In a difficult job market, the news about the need for nurses is encouraging. Due to changing demographics, increased access to health care and retiring nurses, the U.S. Bureau of Labor Statistics predicts more than a million new jobs for nurses before 2020.
To someone entering nursing school or looking to advance in their career, the expected need for nurses is a powerful motivator. Landing a job after school should be easy, and there’s even a chance that you could have your choice of several positions.
Unfortunately, getting a job after nursing school isn’t quite as easy as showing up to the local hospital and declaring yourself ready to work. While there are certainly more opportunities in the nursing field than almost any other, and you’re likely to find a fulfilling position after earning your MSN degree, you still need to put work into finding work. The most desirable positions are still competitive, so before you begin applying for nursing jobs, take these steps to stand out from the crowd.
One of the main frustrations for many new nursing graduates is that the local job market is tighter than they expected. Or they might find plenty of open positions, but none of them meets the expectations of their dream job. It is important to realize that you will still have to make yourself stand out among many applicants and that you may have to take a job that isn’t exactly what you want in order to gain experience and pay the bills, since not all jobs are appropriate for new or inexperienced nurses. Keeping your expectations in check before you start looking for a job will help prevent disappointment; you do not have to give up on your dreams and goals, but understand that you will need to work to get where you want to be.
A nursing degree puts you in-demand, but it doesn’t mean that you can make demands. You must be willing to be flexible in order to find a job. That might mean working nights or weekends or taking a job on a floor other than where you ultimately want to work. You might also need to be flexible in where you actually live and work. There is a nationwide nursing shortage, but it is not equally distributed. Some areas have a greater need than others, meaning you might need to commute or even relocate to find a great job.
Get Advanced Education
The provisions of the Affordable Care Act place a greater emphasis on advanced nursing practice and quality care. This means that more health care facilities are seeking nurses with advanced degrees and higher levels of experience. Because most units can only accommodate a certain number of new or inexperienced nurses, the more training and experience you have the more likely you are to be able to land a position.
Because experience is such an important factor when it comes to opening up a wider array of opportunities, you’ll need to find ways to gain that experience yourself. Volunteering, such as with the Red Cross or a public health organization, helps you hone your skills and gain valuable experience — and it helps fill gaps on your resume while you search for a position.
In addition to skill building, volunteering also builds you network, which is vital to your career success. You need to begin building your professional network before you even finish nursing school. While completing your clinical assignments, introduce yourself to nurse managers and other power players who can be important allies when it comes time to apply for jobs. Stay in touch with people you work and study with, and spend some time on your online profiles, especially LinkedIn. Having the right connections can make all the difference when it comes time to find your first job.
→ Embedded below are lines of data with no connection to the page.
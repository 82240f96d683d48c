//! Fixed-window counting buckets keyed by `identity:route`.

use chrono::{DateTime, Duration, Utc};
use dashmap::DashMap;

/// Counting state for one `(identity, route)` pair.
#[derive(Debug, Clone, Copy, PartialEq, Eq)]
pub struct Bucket {
    /// Requests observed in the current window.
    pub count: u32,
    /// Start of the current window.
    pub window_start: DateTime<Utc>,
    /// Time of the most recent request.
    pub last_access: DateTime<Utc>,
}

impl Bucket {
    fn fresh(now: DateTime<Utc>) -> Self {
        Self {
            count: 0,
            window_start: now,
            last_access: now,
        }
    }
}

/// Builds the bucket key for an identity and route key.
#[must_use]
pub fn bucket_key(identity: &str, route_key: &str) -> String {
    format!("{}:{}", identity, route_key)
}

/// Concurrent map of buckets.
///
/// Each [`BucketStore::record`] runs under the write lock of the shard owning
/// the key, so concurrent requests for the same key are serialized while
/// requests for keys in other shards proceed in parallel.
#[derive(Debug, Default)]
pub struct BucketStore {
    buckets: DashMap<String, Bucket>,
}

impl BucketStore {
    /// Creates an empty store.
    #[must_use]
    pub fn new() -> Self {
        Self {
            buckets: DashMap::new(),
        }
    }

    /// Records one request against `key` and returns the updated bucket.
    ///
    /// Rolls the window over when `now - window_start >= window`.
    pub fn record(&self, key: &str, window: Duration, now: DateTime<Utc>) -> Bucket {
        let mut entry = self
            .buckets
            .entry(key.to_string())
            .or_insert_with(|| Bucket::fresh(now));
        let bucket = entry.value_mut();

        if now - bucket.window_start >= window {
            bucket.window_start = now;
            bucket.count = 1;
        } else {
            bucket.count = bucket.count.saturating_add(1);
        }
        bucket.last_access = now;

        *bucket
    }

    /// Removes buckets last accessed before `cutoff`. Returns the number removed.
    pub fn evict_idle(&self, cutoff: DateTime<Utc>) -> usize {
        let before = self.buckets.len();
        self.buckets.retain(|_, bucket| bucket.last_access >= cutoff);
        before.saturating_sub(self.buckets.len())
    }

    /// Returns a copy of the bucket for `key`.
    #[must_use]
    pub fn get(&self, key: &str) -> Option<Bucket> {
        self.buckets.get(key).map(|b| *b)
    }

    /// Number of tracked buckets.
    #[must_use]
    pub fn len(&self) -> usize {
        self.buckets.len()
    }

    /// Whether no buckets are tracked.
    #[must_use]
    pub fn is_empty(&self) -> bool {
        self.buckets.is_empty()
    }
}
Make Your Application Shine
Finally, when you are competing against dozens — or even hundreds — of other applicants, you have to make your application shine. Tailor your resume and cover letter to the position and highlight how your experience fits the needs of the job. Develop a nursing portfolio that contains all of your licenses, commendations and copies of other work that demonstrates your experience, so a hiring manager can see everything at a glance. In short, put the same level of effort into applying for a job that you will to doing the job.
No degree or license is ever a guarantee that you will find a job, but earning a nursing degree is about as close as one can get these days. By taking the right steps and keeping your expectations in check, you can avoid disappointment and frustration and still land a great job.